- [About this task]: Return the records exactly, keeping every line as it is.

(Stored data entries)
►

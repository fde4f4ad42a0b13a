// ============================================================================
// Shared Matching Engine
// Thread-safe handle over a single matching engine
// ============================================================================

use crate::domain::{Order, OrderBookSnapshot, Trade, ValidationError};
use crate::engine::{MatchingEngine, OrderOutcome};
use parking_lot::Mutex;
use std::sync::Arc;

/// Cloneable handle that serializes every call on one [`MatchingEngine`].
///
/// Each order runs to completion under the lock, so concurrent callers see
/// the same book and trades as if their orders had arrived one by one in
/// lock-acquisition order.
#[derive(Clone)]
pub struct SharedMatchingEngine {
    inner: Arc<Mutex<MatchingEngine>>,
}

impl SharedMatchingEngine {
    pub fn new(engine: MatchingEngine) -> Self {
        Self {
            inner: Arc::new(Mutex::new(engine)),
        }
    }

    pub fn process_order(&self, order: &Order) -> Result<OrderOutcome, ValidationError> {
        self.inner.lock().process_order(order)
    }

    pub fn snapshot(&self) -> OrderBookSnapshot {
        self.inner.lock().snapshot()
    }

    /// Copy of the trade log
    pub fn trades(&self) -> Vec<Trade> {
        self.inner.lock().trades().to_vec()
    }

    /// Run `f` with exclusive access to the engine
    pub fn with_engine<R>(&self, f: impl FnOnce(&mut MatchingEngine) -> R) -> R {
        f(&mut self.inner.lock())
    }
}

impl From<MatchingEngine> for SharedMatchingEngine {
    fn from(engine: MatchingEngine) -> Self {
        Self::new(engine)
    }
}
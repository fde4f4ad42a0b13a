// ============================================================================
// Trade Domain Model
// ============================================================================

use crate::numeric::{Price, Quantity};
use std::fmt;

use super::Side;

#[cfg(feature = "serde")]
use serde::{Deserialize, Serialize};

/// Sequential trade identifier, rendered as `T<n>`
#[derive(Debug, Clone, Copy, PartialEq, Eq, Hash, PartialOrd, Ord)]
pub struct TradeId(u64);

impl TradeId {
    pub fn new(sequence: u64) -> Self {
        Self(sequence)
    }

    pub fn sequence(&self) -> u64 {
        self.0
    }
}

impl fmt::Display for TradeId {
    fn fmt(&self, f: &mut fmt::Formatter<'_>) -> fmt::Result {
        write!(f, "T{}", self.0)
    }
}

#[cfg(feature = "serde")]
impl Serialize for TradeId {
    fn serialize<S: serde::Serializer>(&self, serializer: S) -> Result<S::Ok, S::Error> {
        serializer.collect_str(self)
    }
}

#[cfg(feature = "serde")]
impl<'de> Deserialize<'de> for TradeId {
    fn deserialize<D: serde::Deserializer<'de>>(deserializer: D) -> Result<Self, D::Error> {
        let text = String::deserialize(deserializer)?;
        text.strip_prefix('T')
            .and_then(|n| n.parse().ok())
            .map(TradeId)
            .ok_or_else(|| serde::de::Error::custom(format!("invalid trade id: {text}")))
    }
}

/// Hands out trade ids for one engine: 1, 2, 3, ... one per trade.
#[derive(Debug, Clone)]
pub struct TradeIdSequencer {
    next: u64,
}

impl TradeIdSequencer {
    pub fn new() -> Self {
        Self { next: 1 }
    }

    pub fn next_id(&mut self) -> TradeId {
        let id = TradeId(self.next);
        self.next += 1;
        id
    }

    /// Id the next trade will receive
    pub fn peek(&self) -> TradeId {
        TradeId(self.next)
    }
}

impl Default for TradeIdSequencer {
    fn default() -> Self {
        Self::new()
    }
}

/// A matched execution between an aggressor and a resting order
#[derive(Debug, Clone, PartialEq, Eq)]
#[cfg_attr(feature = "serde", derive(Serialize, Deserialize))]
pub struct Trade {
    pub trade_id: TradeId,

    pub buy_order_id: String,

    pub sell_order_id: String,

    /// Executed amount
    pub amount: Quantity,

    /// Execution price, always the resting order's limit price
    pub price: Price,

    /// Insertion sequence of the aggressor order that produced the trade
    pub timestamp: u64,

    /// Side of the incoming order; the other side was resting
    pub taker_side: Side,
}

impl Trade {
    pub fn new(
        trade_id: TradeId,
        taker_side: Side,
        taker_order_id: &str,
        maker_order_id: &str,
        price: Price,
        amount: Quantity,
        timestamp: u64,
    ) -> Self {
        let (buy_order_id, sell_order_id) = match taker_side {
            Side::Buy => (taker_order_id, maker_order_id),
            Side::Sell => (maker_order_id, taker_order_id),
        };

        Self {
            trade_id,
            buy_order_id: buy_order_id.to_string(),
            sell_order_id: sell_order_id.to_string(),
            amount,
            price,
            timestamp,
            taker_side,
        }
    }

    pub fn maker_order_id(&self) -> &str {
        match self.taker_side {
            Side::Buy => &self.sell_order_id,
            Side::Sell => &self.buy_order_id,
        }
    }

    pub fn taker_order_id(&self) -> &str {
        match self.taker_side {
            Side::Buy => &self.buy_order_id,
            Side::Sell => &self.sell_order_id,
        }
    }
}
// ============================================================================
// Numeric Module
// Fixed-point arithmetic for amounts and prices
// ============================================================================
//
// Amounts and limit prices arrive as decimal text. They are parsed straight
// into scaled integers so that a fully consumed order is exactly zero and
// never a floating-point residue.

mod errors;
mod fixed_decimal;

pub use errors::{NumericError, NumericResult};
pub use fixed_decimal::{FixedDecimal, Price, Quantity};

◄

- [Response]:
repository fde4f4ad42a0b13a
// ============================================================================
// Shared Matching Engine
// Thread-safe handle over a single matching engine
// ============================================================================

use crate::domain::{Order, OrderBookSnapshot, Trade, ValidationError};
use crate::engine::{MatchingEngine, OrderOutcome};
use parking_lot::Mutex;
use std::sync::Arc;

/// Cloneable handle that serializes every call on one [`MatchingEngine`].
///
/// Each order runs to completion under the lock, so concurrent callers see
/// the same book and trades as if their orders had arrived one by one in
/// lock-acquisition order.
#[derive(Clone)]
pub struct SharedMatchingEngine {
    inner: Arc<Mutex<MatchingEngine>>,
}

impl SharedMatchingEngine {
    pub fn new(engine: MatchingEngine) -> Self {
        Self {
            inner: Arc::new(Mutex::new(engine)),
        }
    }

    pub fn process_order(&self, order: &Order) -> Result<OrderOutcome, ValidationError> {
        self.inner.lock().process_order(order)
    }

    pub fn snapshot(&self) -> OrderBookSnapshot {
        self.inner.lock().snapshot()
    }

    /// Copy of the trade log
    pub fn trades(&self) -> Vec<Trade> {
        self.inner.lock().trades().to_vec()
    }

    /// Run `f` with exclusive access to the engine
    pub fn with_engine<R>(&self, f: impl FnOnce(&mut MatchingEngine) -> R) -> R {
        f(&mut self.inner.lock())
    }
}

impl From<MatchingEngine> for SharedMatchingEngine {
    fn from(engine: MatchingEngine) -> Self {
        Self::new(engine)
    }
}
repository fde4f4ad42a0b13a
// ============================================================================
// Trade Domain Model
// ============================================================================

use crate::numeric::{Price, Quantity};
use std::fmt;

use super::Side;

#[cfg(feature = "serde")]
use serde::{Deserialize, Serialize};

/// Sequential trade identifier, rendered as `T<n>`
#[derive(Debug, Clone, Copy, PartialEq, Eq, Hash, PartialOrd, Ord)]
pub struct TradeId(u64);

impl TradeId {
    pub fn new(sequence: u64) -> Self {
        Self(sequence)
    }

    pub fn sequence(&self) -> u64 {
        self.0
    }
}

impl fmt::Display for TradeId {
    fn fmt(&self, f: &mut fmt::Formatter<'_>) -> fmt::Result {
        write!(f, "T{}", self.0)
    }
}

#[cfg(feature = "serde")]
impl Serialize for TradeId {
    fn serialize<S: serde::Serializer>(&self, serializer: S) -> Result<S::Ok, S::Error> {
        serializer.collect_str(self)
    }
}

#[cfg(feature = "serde")]
impl<'de> Deserialize<'de> for TradeId {
    fn deserialize<D: serde::Deserializer<'de>>(deserializer: D) -> Result<Self, D::Error> {
        let text = String::deserialize(deserializer)?;
        text.strip_prefix('T')
            .and_then(|n| n.parse().ok())
            .map(TradeId)
            .ok_or_else(|| serde::de::Error::custom(format!("invalid trade id: {text}")))
    }
}

/// Hands out trade ids for one engine: 1, 2, 3, ... one per trade.
#[derive(Debug, Clone)]
pub struct TradeIdSequencer {
    next: u64,
}

impl TradeIdSequencer {
    pub fn new() -> Self {
        Self { next: 1 }
    }

    pub fn next_id(&mut self) -> TradeId {
        let id = TradeId(self.next);
        self.next += 1;
        id
    }

    /// Id the next trade will receive
    pub fn peek(&self) -> TradeId {
        TradeId(self.next)
    }
}

impl Default for TradeIdSequencer {
    fn default() -> Self {
        Self::new()
    }
}

/// A matched execution between an aggressor and a resting order
#[derive(Debug, Clone, PartialEq, Eq)]
#[cfg_attr(feature = "serde", derive(Serialize, Deserialize))]
pub struct Trade {
    pub trade_id: TradeId,

    pub buy_order_id: String,

    pub sell_order_id: String,

    /// Executed amount
    pub amount: Quantity,

    /// Execution price, always the resting order's limit price
    pub price: Price,

    /// Insertion sequence of the aggressor order that produced the trade
    pub timestamp: u64,

    /// Side of the incoming order; the other side was resting
    pub taker_side: Side,
}

impl Trade {
    pub fn new(
        trade_id: TradeId,
        taker_side: Side,
        taker_order_id: &str,
        maker_order_id: &str,
        price: Price,
        amount: Quantity,
        timestamp: u64,
    ) -> Self {
        let (buy_order_id, sell_order_id) = match taker_side {
            Side::Buy => (taker_order_id, maker_order_id),
            Side::Sell => (maker_order_id, taker_order_id),
        };

        Self {
            trade_id,
            buy_order_id: buy_order_id.to_string(),
            sell_order_id: sell_order_id.to_string(),
            amount,
            price,
            timestamp,
            taker_side,
        }
    }

    pub fn maker_order_id(&self) -> &str {
        match self.taker_side {
            Side::Buy => &self.sell_order_id,
            Side::Sell => &self.buy_order_id,
        }
    }

    pub fn taker_order_id(&self) -> &str {
        match self.taker_side {
            Side::Buy => &self.buy_order_id,
            Side::Sell => &self.sell_order_id,
        }
    }
}
// ============================================================================
// Numeric Module
// Fixed-point arithmetic for amounts and prices
// ============================================================================
//
// Amounts and limit prices arrive as decimal text. They are parsed straight
// into scaled integers so that a fully consumed order is exactly zero and
// never a floating-point residue.

mod errors;
mod fixed_decimal;

pub use errors::{NumericError, NumericResult};
pub use fixed_decimal::{FixedDecimal, Price, Quantity};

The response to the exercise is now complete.